Screaming On the Inside: They Never Wanted Moms to Win

Nothing might prove the point of Screaming on the Inside: The Unsustainability of American Motherhood, New York Times opinion writer and parenting reporter Jessica Grose’s book that traces the history of our country’s societal expectations of parenting and traditional gender roles, more than the fact that I’m late filing my review of it.
Sure, I meant to file my review early in the morning on the day of my deadline. But then the toddler wouldn’t go to bed easily the night before and the older child woke up early and the cats needed feeding and the kids couldn’t find their raincoats, there’s cereal on the floor and …
None of this should sound like an atypical morning, or even an earth-shattering revelation, for any parent; particularly anyone who has parented in the past two years.
But for parents (mothers) who are looking around for someone to blame for how we got to be such burned-out, overworked multi-taskers, the early pages of Grose’s book are illuminating. Part of it is that we spent eons not being thought of as anything more than vessels for offspring; Grose references an old French peasant proverb that essentially goes “rich is the man whose wife is dead and horse alive.”
Through interviews and research, Grose spends the first chapter of her book showing a trajectory of gaslighting, manipulation, and the good old-fashioned art of pitting classes of women against each other—all done in the name of religion, necessity and politics or through advertising—that made women believe we had to be the country’s “social housekeepers.” American gender roles and “traditional” family values were in place way before June Cleaver and her swing skirts and pearls entered our living rooms.

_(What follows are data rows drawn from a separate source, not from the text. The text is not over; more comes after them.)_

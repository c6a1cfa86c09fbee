//! Completion client module.
//!
//! Issues chat-completion calls against the upstream provider and exposes the
//! result either as full text or as a [`FragmentStream`] of incremental text.

mod client;
mod sse;
pub mod types;

pub use client::{
    Completion, CompletionClient, FragmentStream, PumpOutcome, DEFAULT_SYSTEM_PROMPT, MAX_TOKENS,
    TEMPERATURE, TOP_P,
};

use futures::StreamExt;
use tokio::io::{AsyncWrite, AsyncWriteExt};

use crate::error::Result;

/// Flatten a completion result to `Option`, logging the failure.
///
/// Keeps the relay's `{"result": null}` contract for setup failures while the
/// client itself stays typed.
pub fn flatten_failure<T>(result: Result<T>) -> Option<T> {
    match result {
        Ok(value) => Some(value),
        Err(e) => {
            tracing::error!(error = %e, "Completion request failed");
            None
        }
    }
}

/// Run one prompt and write the answer to `out`, followed by a newline.
///
/// Streamed fragments are flushed as they arrive. Setup failures are logged
/// and reported as `Ok(false)` with nothing written; a failure after streaming
/// has started is returned as an error.
pub async fn write_answer<W>(
    client: &CompletionClient,
    prompt: &str,
    system_prompt: Option<&str>,
    stream: bool,
    out: &mut W,
) -> Result<bool>
where
    W: AsyncWrite + Unpin,
{
    let Some(completion) = flatten_failure(client.complete(prompt, system_prompt, stream).await)
    else {
        return Ok(false);
    };

    match completion {
        Completion::Text(text) => out.write_all(text.as_bytes()).await?,
        Completion::Stream(mut fragments) => {
            while let Some(fragment) = fragments.next().await {
                out.write_all(fragment?.as_bytes()).await?;
                out.flush().await?;
            }
        }
    }
    out.write_all(b"\n").await?;
    out.flush().await?;
    Ok(true)
}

Staying at home and not working for paid labor was our duty, so the schooling went. Doing so would help decrease infant mortality rates and put smarter, well-mannered children out into the world. Never mind that many families could not afford to live on one income or that not all families even had two parents of working age. And, if women did work out of the home, it was our responsibility to pick up any remaining parenting and household tasks when we got home. If we were deemed too cold-hearted to coddle our babies, we were “refrigerator mothers” and blamed for such things as offspring with schizophrenia. Mothers who apparently “smothered” their kids too much were then called narcissistic and blamed if their kids came back from World War II with PTSD.